Ru Sirius Blog

Give Transformation Time

personal transformation

Human beings are like steamships, full of features, experiences and very slow to turn. While there may be plenty of epiphanies, breakthroughs and transformations, there are a couple things that are often forgotten in the mix on the way to this thing called ‘having a better life.’

The first thing is integration and assimilation.

Let’s say we’ve attended some workshop, had a big breakthrough and now our life is going to be better. Or so says the euphoria of the moment and sometimes the workshop leader themselves. Well, that may be true, but just imagine trying to turn your personal steamship quickly. It’s filled with the past tenants of ‘you’ in various staterooms. Habits and patterns of passing through your life. Connections both large and little to the past and imaginations and projections of a future based in where you have been.

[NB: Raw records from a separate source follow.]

use std::sync::Arc;

use crate::{
    auth::CurrentUser,
    error::{ApiError, ApiResult},
    main_lib::AppState,
    models::Paginated,
};
use axum::{
    extract::{Path, State},
    http::StatusCode,
    routing::{get, post},
    Extension, Json, Router,
};
use homebudget_core::errors::Error as CoreError;
use homebudget_core::predictions::{NewPrediction, Prediction, PredictionUpdate};

async fn list_predictions(
    Path((budget_id, period_id)): Path<(String, String)>,
    State(state): State<Arc<AppState>>,
    Extension(user): Extension<CurrentUser>,
) -> ApiResult<Json<Paginated<Prediction>>> {
    state.budget_service.ensure_access(&budget_id, &user.0)?;
    let predictions = state.prediction_service.list_predictions(&budget_id, &period_id)?;
    Ok(Json(predictions.into()))
}

async fn create_prediction(
    Path((budget_id, period_id)): Path<(String, String)>,
    State(state): State<Arc<AppState>>,
    Extension(user): Extension<CurrentUser>,
    Json(payload): Json<NewPrediction>,
) -> ApiResult<(StatusCode, Json<Prediction>)> {
    state.budget_service.ensure_access(&budget_id, &user.0)?;
    let prediction = state
        .prediction_service
        .create_prediction(&budget_id, &period_id, payload)
        .await?;
    Ok((StatusCode::CREATED, Json(prediction)))
}

async fn get_prediction(
    Path((budget_id, period_id, prediction_id)): Path<(String, String, String)>,
    State(state): State<Arc<AppState>>,
    Extension(user): Extension<CurrentUser>,
) -> ApiResult<Json<Prediction>> {
    state.budget_service.ensure_access(&budget_id, &user.0)?;
    let prediction =
        state
            .prediction_service
            .get_prediction(&budget_id, &period_id, &prediction_id)?;
    Ok(Json(prediction))
}

async fn update_prediction(
    Path((budget_id, period_id, prediction_id)): Path<(String, String, String)>,
    State(state): State<Arc<AppState>>,
    Extension(user): Extension<CurrentUser>,
    Json(payload): Json<PredictionUpdate>,
) -> ApiResult<Json<Prediction>> {
    state.budget_service.ensure_access(&budget_id, &user.0)?;
    let prediction = state
        .prediction_service
        .update_prediction(&budget_id, &period_id, &prediction_id, payload)
        .await?;
    Ok(Json(prediction))
}

async fn delete_prediction(
    Path((budget_id, period_id, prediction_id)): Path<(String, String, String)>,
    State(state): State<Arc<AppState>>,
    Extension(user): Extension<CurrentUser>,
) -> ApiResult<StatusCode> {
    state.budget_service.ensure_access(&budget_id, &user.0)?;
    state
        .prediction_service
        .delete_prediction(&budget_id, &period_id, &prediction_id)
        .await?;
    Ok(StatusCode::NO_CONTENT)
}

async fn copy_predictions(
    Path((budget_id, period_id)): Path<(String, String)>,
    State(state): State<Arc<AppState>>,
    Extension(user): Extension<CurrentUser>,
) -> ApiResult<(StatusCode, Json<Paginated<Prediction>>)> {
    state.budget_service.ensure_access(&budget_id, &user.0)?;
    let copied = state
        .prediction_service
        .copy_predictions_from_previous(&budget_id, &period_id)
        .await
        .map_err(|err| match err {
            CoreError::Validation(_) | CoreError::NotFound(_) | CoreError::Forbidden(_) => {
                ApiError::Core(err)
            }
            _ => ApiError::Internal(
                "Unexpected error raised on copying Predictions from previous Period.".to_string(),
            ),
        })?;
    Ok((StatusCode::CREATED, Json(copied.into())))
}

pub fn router() -> Router<Arc<AppState>> {
    Router::new()
        .route(
            "/budgets/{id}/periods/{pid}/predictions",
            get(list_predictions).post(create_prediction),
        )
        .route(
            "/budgets/{id}/periods/{pid}/predictions/copy",
            post(copy_predictions),
        )
        .route(
            "/budgets/{id}/periods/{pid}/predictions/{prid}",
            get(get_prediction)
                .patch(update_prediction)
                .delete(delete_prediction),
        )
}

To assume that just because you’ve experienced a magical moment in an event now your entire life is going to just jump to the endpoint of everything being brilliant is naïve. It doesn’t recognize what has been woven into the fabric of you that will need to be unraveled to some degree in order for the new weave to have space let alone take over.

So without the context of time one can feel like the breakthrough didn’t happen or the magic was false. Or even worse that somehow you yourself are flawed and no matter what you do you’re doomed to remain the same.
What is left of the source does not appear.